AU CHEVET DE L’ECOLE NATIONALE MALADE,
Y A T IL TOUJOURS DES MEDECINS OU DES
ASSASSINS ?
Chronique du 1er/10/07
Dans l’espèce de
guérilla autour de la rentrée scolaire qui met aux prises, depuis quelque
temps, gouvernement et syndicats de l’enseignement, c’est le 4 octobre prochain
– sauf cessez-le-feu de dernière minute – que nous saurons qui a gagné.
Disant cela, croyez-moi, je n’éprouve pas la joie de l’observateur impartial
impatient de compter les points de part et d’autre ; parce que dans l’un ou
l’autre cas, c’est l’Ecole béninoise qui sera perdante.

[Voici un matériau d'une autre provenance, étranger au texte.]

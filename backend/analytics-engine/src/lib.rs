//! Learning analytics aggregation: turns raw roster, test, attempt, flashcard
//! and activity rows into the statistics the management console renders.

pub mod config;
pub mod error;
pub mod metrics;
pub mod models;
pub mod services;
pub mod telemetry;
pub mod utils;

pub use config::Config;
pub use error::{AnalyticsError, AnalyticsResult};
pub use models::{
    analytics::{ContentAnalytics, StudentBreakdown, TestBreakdown},
    student::{StudentComprehensiveAnalytics, StudentContextualPerformance},
    ContentLevel, ContentScope,
};
pub use services::{AnalyticsService, AnalyticsSource, HttpAnalyticsSource};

Je ne comprends pas en effet l’alchimie qui a rendu possible, à quelques
semaines de la rentrée, le déclenchement d’hostilités si vives entre les deux
acteurs majeurs de l’Education nationale : l’Etat et les syndicats enseignants.
Hostilités si vives qu’ils en sont arrivés à se diaboliser mutuellement, à qui
mieux mieux.
Pour les syndicats, le gouvernement est responsable de tous les blocages et,
par sa gestion de la situation, travaille en fait à la destruction de l’Ecole.
Pour le gouvernement, les syndicalistes sont des extrémistes jusqu’au
boutistes, éternels insatisfaits qui n’ont pour préoccupation que d’hypothéquer
la rentrée des classes, afin de mettre le gouvernement et son chef en
difficulté
Evidemment, dans
les deux camps, ce sont les partisans de la ligne dure qui poussent à la roue,
rivalisent d’inspiration pour la diabolisation irrémédiable de l’adversaire. Un
adversaire considéré en l’occurrence comme un ennemi véritable… à abattre.
On croit rêver.
Dire que tous ces gens jurent, le cœur sur la main, que l’Education nationale
est leur souci premier, qu’ils sont pleinement conscients que c’est l’Ecole
d’aujourd’hui qui prépare pour le pays ou des lendemains chantants ou des
réveils de cauchemar.
En tout cas, on croit rêver quand, entre autres revendications légitimes et
indiscutables, on entend des syndicalistes subordonner la rentrée des classes à
la suppression pure et simple des Nouveaux Programmes d’Enseignement, et au
décrochage immédiat du corps des enseignants de celui des autres agents de
l’Etat. Or, ce sont là, à mon avis, des revendications trop sérieuses, aux
implications trop nombreuses, pour être les enjeux d’une prise en otage des
élèves et parents d’élèves, à une veille de rentrée des classes.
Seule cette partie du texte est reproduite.